- Directions -
Show every line from the entries that follow which holds the word "values".
■ ■ ■ ■ ■ ■ ■
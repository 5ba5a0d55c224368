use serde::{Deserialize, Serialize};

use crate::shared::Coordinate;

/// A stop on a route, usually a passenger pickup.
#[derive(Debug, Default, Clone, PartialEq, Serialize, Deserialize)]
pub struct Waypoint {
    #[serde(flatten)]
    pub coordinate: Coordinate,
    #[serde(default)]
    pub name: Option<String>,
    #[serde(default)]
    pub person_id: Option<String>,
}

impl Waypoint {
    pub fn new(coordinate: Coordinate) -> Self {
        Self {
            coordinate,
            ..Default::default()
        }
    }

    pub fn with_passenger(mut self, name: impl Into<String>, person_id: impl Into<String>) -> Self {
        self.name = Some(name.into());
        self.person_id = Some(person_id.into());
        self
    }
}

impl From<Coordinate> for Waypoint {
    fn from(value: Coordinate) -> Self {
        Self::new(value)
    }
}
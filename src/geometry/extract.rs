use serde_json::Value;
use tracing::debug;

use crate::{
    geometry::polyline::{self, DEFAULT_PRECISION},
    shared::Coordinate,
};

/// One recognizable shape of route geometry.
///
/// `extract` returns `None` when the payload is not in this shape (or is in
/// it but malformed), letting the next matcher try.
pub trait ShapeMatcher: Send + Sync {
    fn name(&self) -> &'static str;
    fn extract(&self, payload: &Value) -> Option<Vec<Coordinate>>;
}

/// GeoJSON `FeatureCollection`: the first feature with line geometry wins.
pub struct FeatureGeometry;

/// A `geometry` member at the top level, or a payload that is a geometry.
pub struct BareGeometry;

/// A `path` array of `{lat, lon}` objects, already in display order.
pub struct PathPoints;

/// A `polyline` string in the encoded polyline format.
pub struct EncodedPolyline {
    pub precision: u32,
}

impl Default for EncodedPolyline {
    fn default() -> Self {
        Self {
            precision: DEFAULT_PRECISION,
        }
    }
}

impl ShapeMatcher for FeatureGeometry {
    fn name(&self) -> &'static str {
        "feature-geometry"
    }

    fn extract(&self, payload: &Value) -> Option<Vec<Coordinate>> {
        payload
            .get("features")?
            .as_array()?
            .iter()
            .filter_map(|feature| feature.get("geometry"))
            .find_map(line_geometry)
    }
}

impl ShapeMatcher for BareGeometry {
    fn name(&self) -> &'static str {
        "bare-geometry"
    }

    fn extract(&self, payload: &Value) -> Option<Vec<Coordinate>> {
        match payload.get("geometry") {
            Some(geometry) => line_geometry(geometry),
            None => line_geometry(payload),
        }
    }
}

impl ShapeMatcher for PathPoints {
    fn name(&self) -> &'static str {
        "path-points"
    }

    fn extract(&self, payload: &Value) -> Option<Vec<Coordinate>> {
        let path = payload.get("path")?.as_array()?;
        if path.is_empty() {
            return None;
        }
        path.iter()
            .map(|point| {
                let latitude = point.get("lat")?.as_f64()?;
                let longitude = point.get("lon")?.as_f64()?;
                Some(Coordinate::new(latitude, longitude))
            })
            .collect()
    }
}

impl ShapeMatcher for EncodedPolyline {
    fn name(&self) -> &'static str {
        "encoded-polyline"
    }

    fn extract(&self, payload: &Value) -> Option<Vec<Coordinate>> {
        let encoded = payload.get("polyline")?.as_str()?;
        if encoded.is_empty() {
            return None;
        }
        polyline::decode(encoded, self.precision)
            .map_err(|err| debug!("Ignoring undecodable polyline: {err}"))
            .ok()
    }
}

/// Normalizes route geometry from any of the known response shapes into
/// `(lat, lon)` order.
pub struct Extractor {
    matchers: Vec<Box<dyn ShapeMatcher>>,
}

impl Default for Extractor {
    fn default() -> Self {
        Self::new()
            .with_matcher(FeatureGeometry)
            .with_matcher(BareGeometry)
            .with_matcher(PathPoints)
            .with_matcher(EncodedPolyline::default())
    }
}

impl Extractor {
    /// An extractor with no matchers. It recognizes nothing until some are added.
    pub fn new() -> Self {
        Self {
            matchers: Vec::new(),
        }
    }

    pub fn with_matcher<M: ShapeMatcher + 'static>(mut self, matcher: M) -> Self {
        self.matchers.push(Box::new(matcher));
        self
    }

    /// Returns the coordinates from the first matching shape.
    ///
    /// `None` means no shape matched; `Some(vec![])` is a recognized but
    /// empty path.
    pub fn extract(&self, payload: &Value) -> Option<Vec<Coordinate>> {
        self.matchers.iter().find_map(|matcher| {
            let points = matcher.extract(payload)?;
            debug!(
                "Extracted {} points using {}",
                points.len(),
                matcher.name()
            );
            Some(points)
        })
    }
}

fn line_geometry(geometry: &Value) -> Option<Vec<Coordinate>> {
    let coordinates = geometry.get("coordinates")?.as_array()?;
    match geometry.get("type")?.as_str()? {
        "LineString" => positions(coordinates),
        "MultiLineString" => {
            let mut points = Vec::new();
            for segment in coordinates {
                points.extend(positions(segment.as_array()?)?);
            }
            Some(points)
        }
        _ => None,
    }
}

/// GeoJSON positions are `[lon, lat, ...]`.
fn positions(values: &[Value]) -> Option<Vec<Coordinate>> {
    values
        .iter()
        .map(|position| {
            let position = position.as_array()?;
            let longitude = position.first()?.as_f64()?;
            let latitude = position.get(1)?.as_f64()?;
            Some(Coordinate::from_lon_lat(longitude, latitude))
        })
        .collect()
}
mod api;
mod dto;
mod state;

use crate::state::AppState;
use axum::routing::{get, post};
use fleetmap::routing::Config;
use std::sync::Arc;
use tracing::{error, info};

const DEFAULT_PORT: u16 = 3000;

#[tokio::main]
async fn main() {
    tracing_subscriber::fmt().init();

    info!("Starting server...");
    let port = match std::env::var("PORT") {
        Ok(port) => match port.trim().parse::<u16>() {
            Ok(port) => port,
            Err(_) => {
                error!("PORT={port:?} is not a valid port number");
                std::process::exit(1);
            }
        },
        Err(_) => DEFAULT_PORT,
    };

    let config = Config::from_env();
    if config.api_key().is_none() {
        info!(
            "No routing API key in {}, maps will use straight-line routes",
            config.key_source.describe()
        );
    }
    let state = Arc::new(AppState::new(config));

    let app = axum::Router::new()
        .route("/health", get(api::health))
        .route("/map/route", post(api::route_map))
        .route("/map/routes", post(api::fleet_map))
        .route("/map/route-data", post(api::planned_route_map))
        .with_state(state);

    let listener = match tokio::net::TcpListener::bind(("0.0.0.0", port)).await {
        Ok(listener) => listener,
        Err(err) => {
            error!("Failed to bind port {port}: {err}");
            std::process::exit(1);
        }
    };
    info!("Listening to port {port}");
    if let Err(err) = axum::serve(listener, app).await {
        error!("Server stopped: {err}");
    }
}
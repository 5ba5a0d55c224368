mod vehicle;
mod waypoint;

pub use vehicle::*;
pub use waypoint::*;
■ ■ ■ ■ ■ ■ ■
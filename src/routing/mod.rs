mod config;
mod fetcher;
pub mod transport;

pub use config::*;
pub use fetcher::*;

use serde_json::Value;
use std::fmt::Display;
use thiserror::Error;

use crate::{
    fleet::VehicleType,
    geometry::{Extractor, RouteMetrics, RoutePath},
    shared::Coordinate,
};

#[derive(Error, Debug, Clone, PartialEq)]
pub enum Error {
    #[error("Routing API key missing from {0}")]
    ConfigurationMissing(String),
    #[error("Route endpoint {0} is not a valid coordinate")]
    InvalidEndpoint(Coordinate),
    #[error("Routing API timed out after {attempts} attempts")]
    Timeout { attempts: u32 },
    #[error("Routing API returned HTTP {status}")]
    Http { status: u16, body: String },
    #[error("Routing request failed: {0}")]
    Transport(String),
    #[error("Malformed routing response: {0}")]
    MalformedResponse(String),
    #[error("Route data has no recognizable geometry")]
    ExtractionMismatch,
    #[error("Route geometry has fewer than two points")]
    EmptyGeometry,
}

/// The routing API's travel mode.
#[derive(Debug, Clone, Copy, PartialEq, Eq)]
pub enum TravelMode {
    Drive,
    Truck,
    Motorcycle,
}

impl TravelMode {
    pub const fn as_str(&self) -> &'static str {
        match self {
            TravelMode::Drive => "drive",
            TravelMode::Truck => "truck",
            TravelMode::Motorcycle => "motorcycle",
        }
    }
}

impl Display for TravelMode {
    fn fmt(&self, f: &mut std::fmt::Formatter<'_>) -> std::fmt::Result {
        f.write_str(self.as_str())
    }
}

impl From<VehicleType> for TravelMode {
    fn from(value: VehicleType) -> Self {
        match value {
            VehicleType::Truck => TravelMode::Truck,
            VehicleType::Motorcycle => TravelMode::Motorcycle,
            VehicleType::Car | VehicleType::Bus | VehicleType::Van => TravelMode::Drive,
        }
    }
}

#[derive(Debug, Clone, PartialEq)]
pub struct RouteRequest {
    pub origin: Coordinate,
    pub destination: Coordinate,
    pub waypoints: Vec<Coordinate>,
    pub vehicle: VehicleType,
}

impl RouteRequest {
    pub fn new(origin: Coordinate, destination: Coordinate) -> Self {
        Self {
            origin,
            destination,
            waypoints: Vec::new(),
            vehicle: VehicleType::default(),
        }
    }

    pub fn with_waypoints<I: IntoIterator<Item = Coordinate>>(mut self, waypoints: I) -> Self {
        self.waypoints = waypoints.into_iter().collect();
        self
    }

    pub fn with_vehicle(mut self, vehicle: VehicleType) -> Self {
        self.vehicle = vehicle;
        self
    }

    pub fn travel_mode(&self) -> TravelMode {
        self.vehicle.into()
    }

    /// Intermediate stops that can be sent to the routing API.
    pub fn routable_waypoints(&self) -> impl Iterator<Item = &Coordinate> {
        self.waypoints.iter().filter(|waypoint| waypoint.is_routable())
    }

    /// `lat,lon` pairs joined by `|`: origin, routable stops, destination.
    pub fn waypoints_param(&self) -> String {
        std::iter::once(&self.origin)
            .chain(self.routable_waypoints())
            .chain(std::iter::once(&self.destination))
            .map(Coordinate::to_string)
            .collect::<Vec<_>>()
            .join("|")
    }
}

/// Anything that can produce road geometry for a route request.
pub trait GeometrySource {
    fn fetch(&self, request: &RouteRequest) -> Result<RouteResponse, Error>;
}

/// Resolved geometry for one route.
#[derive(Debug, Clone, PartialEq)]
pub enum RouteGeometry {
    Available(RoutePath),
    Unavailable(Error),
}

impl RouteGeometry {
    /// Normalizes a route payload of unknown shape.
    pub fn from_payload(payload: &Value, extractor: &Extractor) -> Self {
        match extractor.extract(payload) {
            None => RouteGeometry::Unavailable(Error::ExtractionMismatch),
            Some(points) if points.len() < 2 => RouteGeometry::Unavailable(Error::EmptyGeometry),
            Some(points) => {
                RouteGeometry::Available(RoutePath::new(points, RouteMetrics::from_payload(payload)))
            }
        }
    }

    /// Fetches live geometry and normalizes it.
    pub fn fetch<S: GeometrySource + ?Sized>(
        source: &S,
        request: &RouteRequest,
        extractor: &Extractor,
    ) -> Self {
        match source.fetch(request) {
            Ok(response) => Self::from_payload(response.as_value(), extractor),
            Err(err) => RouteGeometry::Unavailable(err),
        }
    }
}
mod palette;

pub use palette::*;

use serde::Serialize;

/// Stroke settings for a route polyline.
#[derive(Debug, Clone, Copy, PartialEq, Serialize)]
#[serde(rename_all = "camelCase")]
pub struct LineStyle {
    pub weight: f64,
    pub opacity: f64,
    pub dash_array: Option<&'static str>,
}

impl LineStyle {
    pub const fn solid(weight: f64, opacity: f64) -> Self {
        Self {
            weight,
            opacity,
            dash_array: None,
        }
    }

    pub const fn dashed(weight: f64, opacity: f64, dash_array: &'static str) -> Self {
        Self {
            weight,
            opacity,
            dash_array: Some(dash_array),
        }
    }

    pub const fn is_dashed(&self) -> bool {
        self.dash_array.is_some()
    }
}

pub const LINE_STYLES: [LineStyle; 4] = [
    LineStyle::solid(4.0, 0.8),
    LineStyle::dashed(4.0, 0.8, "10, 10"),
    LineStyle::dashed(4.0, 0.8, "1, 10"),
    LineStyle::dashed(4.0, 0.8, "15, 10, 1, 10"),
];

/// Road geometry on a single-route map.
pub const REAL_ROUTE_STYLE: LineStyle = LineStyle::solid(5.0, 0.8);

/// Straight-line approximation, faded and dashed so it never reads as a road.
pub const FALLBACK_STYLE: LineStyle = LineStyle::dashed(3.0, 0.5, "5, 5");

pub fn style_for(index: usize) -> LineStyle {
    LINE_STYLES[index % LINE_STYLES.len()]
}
■ ■ ■ ■ ■ ■ ■
- Response to this task -
fn positions(values: &[Value]) -> Option<Vec<Coordinate>> {
    values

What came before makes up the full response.